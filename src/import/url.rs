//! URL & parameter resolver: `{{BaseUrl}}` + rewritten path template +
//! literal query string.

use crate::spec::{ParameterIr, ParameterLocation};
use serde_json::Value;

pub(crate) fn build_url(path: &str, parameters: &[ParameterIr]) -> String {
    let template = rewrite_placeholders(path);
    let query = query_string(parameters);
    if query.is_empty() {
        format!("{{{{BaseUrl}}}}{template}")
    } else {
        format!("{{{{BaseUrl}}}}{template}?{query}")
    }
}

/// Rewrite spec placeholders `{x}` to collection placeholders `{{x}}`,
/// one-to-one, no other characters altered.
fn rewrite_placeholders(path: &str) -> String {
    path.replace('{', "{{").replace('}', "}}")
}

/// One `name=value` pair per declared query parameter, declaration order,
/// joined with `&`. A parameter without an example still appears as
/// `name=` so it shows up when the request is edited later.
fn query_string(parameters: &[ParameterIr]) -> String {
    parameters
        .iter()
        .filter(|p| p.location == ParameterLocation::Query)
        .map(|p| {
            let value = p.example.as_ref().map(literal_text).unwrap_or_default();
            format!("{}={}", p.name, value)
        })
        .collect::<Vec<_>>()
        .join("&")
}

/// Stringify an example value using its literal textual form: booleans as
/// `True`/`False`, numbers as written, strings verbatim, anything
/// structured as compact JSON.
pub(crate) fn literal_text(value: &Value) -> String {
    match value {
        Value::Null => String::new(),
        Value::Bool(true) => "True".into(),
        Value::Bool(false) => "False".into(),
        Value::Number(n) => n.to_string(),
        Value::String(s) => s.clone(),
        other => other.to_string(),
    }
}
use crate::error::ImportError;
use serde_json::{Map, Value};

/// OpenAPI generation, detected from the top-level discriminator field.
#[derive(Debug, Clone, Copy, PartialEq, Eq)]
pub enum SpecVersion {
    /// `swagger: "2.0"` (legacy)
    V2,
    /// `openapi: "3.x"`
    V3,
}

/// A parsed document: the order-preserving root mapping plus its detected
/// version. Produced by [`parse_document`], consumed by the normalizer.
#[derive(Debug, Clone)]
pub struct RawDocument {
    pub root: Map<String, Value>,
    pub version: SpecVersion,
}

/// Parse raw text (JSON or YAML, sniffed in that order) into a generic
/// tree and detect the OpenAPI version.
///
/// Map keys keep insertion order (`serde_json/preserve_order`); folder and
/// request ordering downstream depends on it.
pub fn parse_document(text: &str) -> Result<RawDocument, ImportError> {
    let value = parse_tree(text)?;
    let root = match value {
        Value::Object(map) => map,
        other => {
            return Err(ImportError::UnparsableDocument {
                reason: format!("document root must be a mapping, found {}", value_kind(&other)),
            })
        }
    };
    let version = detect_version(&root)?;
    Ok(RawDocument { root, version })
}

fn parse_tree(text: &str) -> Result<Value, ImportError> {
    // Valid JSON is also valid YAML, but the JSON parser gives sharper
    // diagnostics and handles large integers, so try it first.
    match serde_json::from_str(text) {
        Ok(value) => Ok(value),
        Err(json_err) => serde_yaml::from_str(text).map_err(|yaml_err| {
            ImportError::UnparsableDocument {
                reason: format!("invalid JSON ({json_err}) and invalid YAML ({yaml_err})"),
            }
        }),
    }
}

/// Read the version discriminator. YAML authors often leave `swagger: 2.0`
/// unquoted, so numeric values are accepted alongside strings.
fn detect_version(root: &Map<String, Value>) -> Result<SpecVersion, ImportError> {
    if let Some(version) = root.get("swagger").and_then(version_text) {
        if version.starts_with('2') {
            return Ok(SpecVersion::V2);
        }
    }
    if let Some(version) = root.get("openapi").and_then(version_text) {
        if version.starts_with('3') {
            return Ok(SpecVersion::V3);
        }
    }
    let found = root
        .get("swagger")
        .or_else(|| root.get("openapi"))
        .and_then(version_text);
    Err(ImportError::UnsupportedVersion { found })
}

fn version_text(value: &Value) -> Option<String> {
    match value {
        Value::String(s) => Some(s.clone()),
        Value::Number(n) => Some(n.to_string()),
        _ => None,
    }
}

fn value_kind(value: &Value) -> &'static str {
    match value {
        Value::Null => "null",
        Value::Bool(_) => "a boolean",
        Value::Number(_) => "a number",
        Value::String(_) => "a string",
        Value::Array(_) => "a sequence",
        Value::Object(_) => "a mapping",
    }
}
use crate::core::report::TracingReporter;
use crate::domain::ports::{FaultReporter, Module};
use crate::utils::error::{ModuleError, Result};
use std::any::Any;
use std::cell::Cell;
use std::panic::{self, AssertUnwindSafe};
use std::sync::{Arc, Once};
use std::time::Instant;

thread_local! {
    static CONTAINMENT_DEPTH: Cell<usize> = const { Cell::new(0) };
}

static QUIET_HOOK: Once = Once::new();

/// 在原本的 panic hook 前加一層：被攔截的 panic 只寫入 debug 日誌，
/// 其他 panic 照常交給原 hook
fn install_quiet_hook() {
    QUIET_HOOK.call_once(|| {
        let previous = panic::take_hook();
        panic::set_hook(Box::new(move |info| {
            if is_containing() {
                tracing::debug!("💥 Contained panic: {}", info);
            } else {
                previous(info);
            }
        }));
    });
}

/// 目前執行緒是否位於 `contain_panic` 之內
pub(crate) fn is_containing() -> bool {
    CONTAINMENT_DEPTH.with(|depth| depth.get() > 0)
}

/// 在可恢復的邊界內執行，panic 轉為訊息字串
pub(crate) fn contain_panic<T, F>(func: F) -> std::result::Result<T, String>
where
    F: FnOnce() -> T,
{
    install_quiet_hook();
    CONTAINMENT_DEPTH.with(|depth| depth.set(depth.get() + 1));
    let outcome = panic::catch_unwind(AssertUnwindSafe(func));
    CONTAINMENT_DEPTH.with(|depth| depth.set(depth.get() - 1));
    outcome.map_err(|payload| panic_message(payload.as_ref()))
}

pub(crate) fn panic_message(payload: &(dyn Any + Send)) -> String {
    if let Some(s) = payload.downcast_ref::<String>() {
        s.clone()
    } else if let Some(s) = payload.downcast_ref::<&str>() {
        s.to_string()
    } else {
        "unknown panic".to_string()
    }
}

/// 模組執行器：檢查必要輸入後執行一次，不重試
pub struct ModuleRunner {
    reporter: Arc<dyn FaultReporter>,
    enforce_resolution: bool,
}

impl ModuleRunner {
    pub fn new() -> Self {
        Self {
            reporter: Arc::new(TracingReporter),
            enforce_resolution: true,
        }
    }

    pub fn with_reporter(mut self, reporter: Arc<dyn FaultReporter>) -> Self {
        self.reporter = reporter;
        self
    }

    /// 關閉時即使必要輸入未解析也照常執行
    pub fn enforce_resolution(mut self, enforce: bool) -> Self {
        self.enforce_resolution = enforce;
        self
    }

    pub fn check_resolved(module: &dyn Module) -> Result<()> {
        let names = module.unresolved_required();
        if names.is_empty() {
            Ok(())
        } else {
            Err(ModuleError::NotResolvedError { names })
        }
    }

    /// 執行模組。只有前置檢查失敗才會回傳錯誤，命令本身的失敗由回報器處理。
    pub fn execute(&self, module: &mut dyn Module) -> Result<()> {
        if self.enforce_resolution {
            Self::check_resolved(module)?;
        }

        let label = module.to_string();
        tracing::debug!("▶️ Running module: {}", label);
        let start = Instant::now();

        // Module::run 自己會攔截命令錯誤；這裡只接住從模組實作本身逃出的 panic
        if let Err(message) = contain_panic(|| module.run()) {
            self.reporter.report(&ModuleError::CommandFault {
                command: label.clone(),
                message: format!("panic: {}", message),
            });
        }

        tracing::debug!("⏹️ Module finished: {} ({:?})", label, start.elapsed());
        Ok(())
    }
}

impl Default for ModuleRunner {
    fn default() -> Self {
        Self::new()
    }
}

* Problem to solve: Exactly as written above, set down the whole listing again.

* Exercise output:
filename src/import/url.rs
//! URL & parameter resolver: `{{BaseUrl}}` + rewritten path template +
//! literal query string.

use crate::spec::{ParameterIr, ParameterLocation};
use serde_json::Value;

pub(crate) fn build_url(path: &str, parameters: &[ParameterIr]) -> String {
    let template = rewrite_placeholders(path);
    let query = query_string(parameters);
    if query.is_empty() {
        format!("{{{{BaseUrl}}}}{template}")
    } else {
        format!("{{{{BaseUrl}}}}{template}?{query}")
    }
}

/// Rewrite spec placeholders `{x}` to collection placeholders `{{x}}`,
/// one-to-one, no other characters altered.
fn rewrite_placeholders(path: &str) -> String {
    path.replace('{', "{{").replace('}', "}}")
}

/// One `name=value` pair per declared query parameter, declaration order,
/// joined with `&`. A parameter without an example still appears as
/// `name=` so it shows up when the request is edited later.
fn query_string(parameters: &[ParameterIr]) -> String {
    parameters
        .iter()
        .filter(|p| p.location == ParameterLocation::Query)
        .map(|p| {
            let value = p.example.as_ref().map(literal_text).unwrap_or_default();
            format!("{}={}", p.name, value)
        })
        .collect::<Vec<_>>()
        .join("&")
}

/// Stringify an example value using its literal textual form: booleans as
/// `True`/`False`, numbers as written, strings verbatim, anything
/// structured as compact JSON.
pub(crate) fn literal_text(value: &Value) -> String {
    match value {
        Value::Null => String::new(),
        Value::Bool(true) => "True".into(),
        Value::Bool(false) => "False".into(),
        Value::Number(n) => n.to_string(),
        Value::String(s) => s.clone(),
        other => other.to_string(),
    }
}
use crate::error::ImportError;
use serde_json::{Map, Value};

/// OpenAPI generation, detected from the top-level discriminator field.
#[derive(Debug, Clone, Copy, PartialEq, Eq)]
pub enum SpecVersion {
    /// `swagger: "2.0"` (legacy)
    V2,
    /// `openapi: "3.x"`
    V3,
}

/// A parsed document: the order-preserving root mapping plus its detected
/// version. Produced by [`parse_document`], consumed by the normalizer.
#[derive(Debug, Clone)]
pub struct RawDocument {
    pub root: Map<String, Value>,
    pub version: SpecVersion,
}

/// Parse raw text (JSON or YAML, sniffed in that order) into a generic
/// tree and detect the OpenAPI version.
///
/// Map keys keep insertion order (`serde_json/preserve_order`); folder and
/// request ordering downstream depends on it.
pub fn parse_document(text: &str) -> Result<RawDocument, ImportError> {
    let value = parse_tree(text)?;
    let root = match value {
        Value::Object(map) => map,
        other => {
            return Err(ImportError::UnparsableDocument {
                reason: format!("document root must be a mapping, found {}", value_kind(&other)),
            })
        }
    };
    let version = detect_version(&root)?;
    Ok(RawDocument { root, version })
}

fn parse_tree(text: &str) -> Result<Value, ImportError> {
    // Valid JSON is also valid YAML, but the JSON parser gives sharper
    // diagnostics and handles large integers, so try it first.
    match serde_json::from_str(text) {
        Ok(value) => Ok(value),
        Err(json_err) => serde_yaml::from_str(text).map_err(|yaml_err| {
            ImportError::UnparsableDocument {
                reason: format!("invalid JSON ({json_err}) and invalid YAML ({yaml_err})"),
            }
        }),
    }
}

/// Read the version discriminator. YAML authors often leave `swagger: 2.0`
/// unquoted, so numeric values are accepted alongside strings.
fn detect_version(root: &Map<String, Value>) -> Result<SpecVersion, ImportError> {
    if let Some(version) = root.get("swagger").and_then(version_text) {
        if version.starts_with('2') {
            return Ok(SpecVersion::V2);
        }
    }
    if let Some(version) = root.get("openapi").and_then(version_text) {
        if version.starts_with('3') {
            return Ok(SpecVersion::V3);
        }
    }
    let found = root
        .get("swagger")
        .or_else(|| root.get("openapi"))
        .and_then(version_text);
    Err(ImportError::UnsupportedVersion { found })
}

fn version_text(value: &Value) -> Option<String> {
    match value {
        Value::String(s) => Some(s.clone()),
        Value::Number(n) => Some(n.to_string()),
        _ => None,
    }
}

fn value_kind(value: &Value) -> &'static str {
    match value {
        Value::Null => "null",
        Value::Bool(_) => "a boolean",
        Value::Number(_) => "a number",
        Value::String(_) => "a string",
        Value::Array(_) => "a sequence",
        Value::Object(_) => "a mapping",
    }
}
use crate::core::report::TracingReporter;
use crate::domain::ports::{FaultReporter, Module};
use crate::utils::error::{ModuleError, Result};
use std::any::Any;
use std::cell::Cell;
use std::panic::{self, AssertUnwindSafe};
use std::sync::{Arc, Once};
use std::time::Instant;

thread_local! {
    static CONTAINMENT_DEPTH: Cell<usize> = const { Cell::new(0) };
}

static QUIET_HOOK: Once = Once::new();

/// 在原本的 panic hook 前加一層：被攔截的 panic 只寫入 debug 日誌，
/// 其他 panic 照常交給原 hook
fn install_quiet_hook() {
    QUIET_HOOK.call_once(|| {
        let previous = panic::take_hook();
        panic::set_hook(Box::new(move |info| {
            if is_containing() {
                tracing::debug!("💥 Contained panic: {}", info);
            } else {
                previous(info);
            }
        }));
    });
}

/// 目前執行緒是否位於 `contain_panic` 之內
pub(crate) fn is_containing() -> bool {
    CONTAINMENT_DEPTH.with(|depth| depth.get() > 0)
}

/// 在可恢復的邊界內執行，panic 轉為訊息字串
pub(crate) fn contain_panic<T, F>(func: F) -> std::result::Result<T, String>
where
    F: FnOnce() -> T,
{
    install_quiet_hook();
    CONTAINMENT_DEPTH.with(|depth| depth.set(depth.get() + 1));
    let outcome = panic::catch_unwind(AssertUnwindSafe(func));
    CONTAINMENT_DEPTH.with(|depth| depth.set(depth.get() - 1));
    outcome.map_err(|payload| panic_message(payload.as_ref()))
}

pub(crate) fn panic_message(payload: &(dyn Any + Send)) -> String {
    if let Some(s) = payload.downcast_ref::<String>() {
        s.clone()
    } else if let Some(s) = payload.downcast_ref::<&str>() {
        s.to_string()
    } else {
        "unknown panic".to_string()
    }
}

/// 模組執行器：檢查必要輸入後執行一次，不重試
pub struct ModuleRunner {
    reporter: Arc<dyn FaultReporter>,
    enforce_resolution: bool,
}

impl ModuleRunner {
    pub fn new() -> Self {
        Self {
            reporter: Arc::new(TracingReporter),
            enforce_resolution: true,
        }
    }

    pub fn with_reporter(mut self, reporter: Arc<dyn FaultReporter>) -> Self {
        self.reporter = reporter;
        self
    }

    /// 關閉時即使必要輸入未解析也照常執行
    pub fn enforce_resolution(mut self, enforce: bool) -> Self {
        self.enforce_resolution = enforce;
        self
    }

    pub fn check_resolved(module: &dyn Module) -> Result<()> {
        let names = module.unresolved_required();
        if names.is_empty() {
            Ok(())
        } else {
            Err(ModuleError::NotResolvedError { names })
        }
    }

    /// 執行模組。只有前置檢查失敗才會回傳錯誤，命令本身的失敗由回報器處理。
    pub fn execute(&self, module: &mut dyn Module) -> Result<()> {
        if self.enforce_resolution {
            Self::check_resolved(module)?;
        }

        let label = module.to_string();
        tracing::debug!("▶️ Running module: {}", label);
        let start = Instant::now();

        // Module::run 自己會攔截命令錯誤；這裡只接住從模組實作本身逃出的 panic
        if let Err(message) = contain_panic(|| module.run()) {
            self.reporter.report(&ModuleError::CommandFault {
                command: label.clone(),
                message: format!("panic: {}", message),
            });
        }

        tracing::debug!("⏹️ Module finished: {} ({:?})", label, start.elapsed());
        Ok(())
    }
}

impl Default for ModuleRunner {
    fn default() -> Self {
        Self::new()
    }
}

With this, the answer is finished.